The lines you need are those holding the word "content"; pull them from the material.

+ + +

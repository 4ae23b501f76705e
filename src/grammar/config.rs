//! RC-008: Grammar configuration loaded from YAML.
//!
//! ```yaml
//! key: op
//! description: field validation
//! walk_mode: combine
//! arity: unary
//! format: pair_square
//! combiner: bool_and
//! operations:
//!   upper: {}
//!   mask:
//!     modifiers: { keep: uint }
//! ```

use crate::core::error::GrammarError;
use crate::core::types::{Arity, MultiOpPolicy, WalkMode};
use indexmap::IndexMap;
use serde::{Deserialize, Deserializer, Serialize};
use std::path::Path;

/// Declarative description of a flat grammar.
#[derive(Debug, Clone, PartialEq, Serialize, Deserialize)]
pub struct GrammarConfig {
    pub key: String,
    #[serde(default)]
    pub description: String,
    pub walk_mode: WalkMode,
    #[serde(default)]
    pub arity: Arity,
    /// Policy for fields that do not set `policy=` themselves.
    #[serde(default)]
    pub policy: MultiOpPolicy,
    #[serde(default = "default_max_operations")]
    pub max_operations: usize,
    #[serde(default)]
    pub format: FlatFormat,
    #[serde(default)]
    pub ordering: OrderingKind,
    /// Operation names in execution order when `ordering: priority`.
    #[serde(default)]
    pub priority: Vec<String>,
    /// Modifiers accepted on every operation, on top of the built-in ones.
    #[serde(default)]
    pub modifiers: IndexMap<String, ModifierKind>,
    /// Allow-list of operations. Empty accepts any name.
    #[serde(default)]
    pub operations: IndexMap<String, OperationDecl>,
    #[serde(default)]
    pub combiner: Option<CombinerKind>,
    /// Separator for `string_concat`.
    #[serde(default)]
    pub separator: String,
    #[serde(default)]
    pub applier: Option<ApplierKind>,
}

fn default_max_operations() -> usize {
    4
}

impl GrammarConfig {
    /// Minimal config: delimited by `;`, declared order, built-in modifiers.
    pub fn new(key: impl Into<String>, walk_mode: WalkMode) -> Self {
        Self {
            key: key.into(),
            description: String::new(),
            walk_mode,
            arity: Arity::default(),
            policy: MultiOpPolicy::default(),
            max_operations: default_max_operations(),
            format: FlatFormat::default(),
            ordering: OrderingKind::default(),
            priority: Vec::new(),
            modifiers: IndexMap::new(),
            operations: IndexMap::new(),
            combiner: None,
            separator: String::new(),
            applier: None,
        }
    }

    pub fn from_yaml(yaml: &str) -> Result<Self, GrammarError> {
        serde_yaml_ng::from_str(yaml)
            .map_err(|e| GrammarError::Config(format!("YAML parse error: {}", e)))
    }

    pub fn load(path: &Path) -> Result<Self, GrammarError> {
        let content = std::fs::read_to_string(path)
            .map_err(|e| GrammarError::Config(format!("cannot read {}: {}", path.display(), e)))?;
        Self::from_yaml(&content)
    }
}

/// How a tag value is cut into operation strings. In YAML either a map
/// (`{ separator: "|" }`, `{ open: "[", close: "]" }`) or a preset name.
#[derive(Debug, Clone, PartialEq, Eq, Serialize)]
#[serde(untagged)]
pub enum FlatFormat {
    /// `op:"trim;lower"`
    Delimited { separator: String },
    /// `op:"[trim][lower,omitempty]"`
    Enclosed { open: String, close: String },
}

impl Default for FlatFormat {
    fn default() -> Self {
        FlatPreset::InlineSemi.into()
    }
}

impl<'de> Deserialize<'de> for FlatFormat {
    fn deserialize<D: Deserializer<'de>>(deserializer: D) -> Result<Self, D::Error> {
        FormatDecl::deserialize(deserializer).map(Self::from)
    }
}

/// Named flat formats.
#[derive(Debug, Clone, Copy, PartialEq, Eq, Serialize, Deserialize)]
#[serde(rename_all = "snake_case")]
pub enum FlatPreset {
    /// `op:"trim,lower"`. Commas leave no room for modifiers.
    InlineComma,
    /// `op:"trim;lower"`
    InlineSemi,
    /// `op:"trim|lower"`
    InlinePipe,
    /// `op:"[trim][lower]"`
    PairSquare,
    /// `op:"{trim}{lower}"`
    PairCurly,
    /// `op:"(trim)(lower)"`
    PairParen,
}

impl From<FlatPreset> for FlatFormat {
    fn from(preset: FlatPreset) -> Self {
        let delimited = |separator: &str| Self::Delimited {
            separator: separator.to_string(),
        };
        let enclosed = |open: &str, close: &str| Self::Enclosed {
            open: open.to_string(),
            close: close.to_string(),
        };
        match preset {
            FlatPreset::InlineComma => delimited(","),
            FlatPreset::InlineSemi => delimited(";"),
            FlatPreset::InlinePipe => delimited("|"),
            FlatPreset::PairSquare => enclosed("[", "]"),
            FlatPreset::PairCurly => enclosed("{", "}"),
            FlatPreset::PairParen => enclosed("(", ")"),
        }
    }
}

#[derive(Deserialize)]
#[serde(untagged)]
enum FormatDecl {
    Preset(FlatPreset),
    Delimited { separator: String },
    Enclosed { open: String, close: String },
}

impl From<FormatDecl> for FlatFormat {
    fn from(decl: FormatDecl) -> Self {
        match decl {
            FormatDecl::Preset(preset) => preset.into(),
            FormatDecl::Delimited { separator } => Self::Delimited { separator },
            FormatDecl::Enclosed { open, close } => Self::Enclosed { open, close },
        }
    }
}

#[derive(Debug, Clone, Copy, Default, PartialEq, Eq, Serialize, Deserialize)]
#[serde(rename_all = "snake_case")]
pub enum OrderingKind {
    #[default]
    Declared,
    Lexical,
    Priority,
}

/// Value type a modifier accepts.
#[derive(Debug, Clone, Copy, PartialEq, Eq, Serialize, Deserialize)]
#[serde(rename_all = "snake_case")]
pub enum ModifierKind {
    /// Key alone means true; `key=false` is accepted.
    Bool,
    Int,
    Uint,
    Float,
    String,
    /// Kept as text and converted to the field's shape when written.
    Converted,
}

#[derive(Debug, Clone, Default, PartialEq, Serialize, Deserialize)]
pub struct OperationDecl {
    #[serde(default)]
    pub description: String,
    /// Modifiers accepted only by this operation.
    #[serde(default)]
    pub modifiers: IndexMap<String, ModifierKind>,
}

#[derive(Debug, Clone, Copy, PartialEq, Eq, Serialize, Deserialize)]
#[serde(rename_all = "snake_case")]
pub enum CombinerKind {
    BoolAnd,
    StringConcat,
    Collect,
}

#[derive(Debug, Clone, Copy, PartialEq, Eq, Serialize, Deserialize)]
#[serde(rename_all = "snake_case")]
pub enum ApplierKind {
    Setter,
}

+ + +

### TASK RESPONSE:
        let content = std::fs::read_to_string(path)
        Self::from_yaml(&content)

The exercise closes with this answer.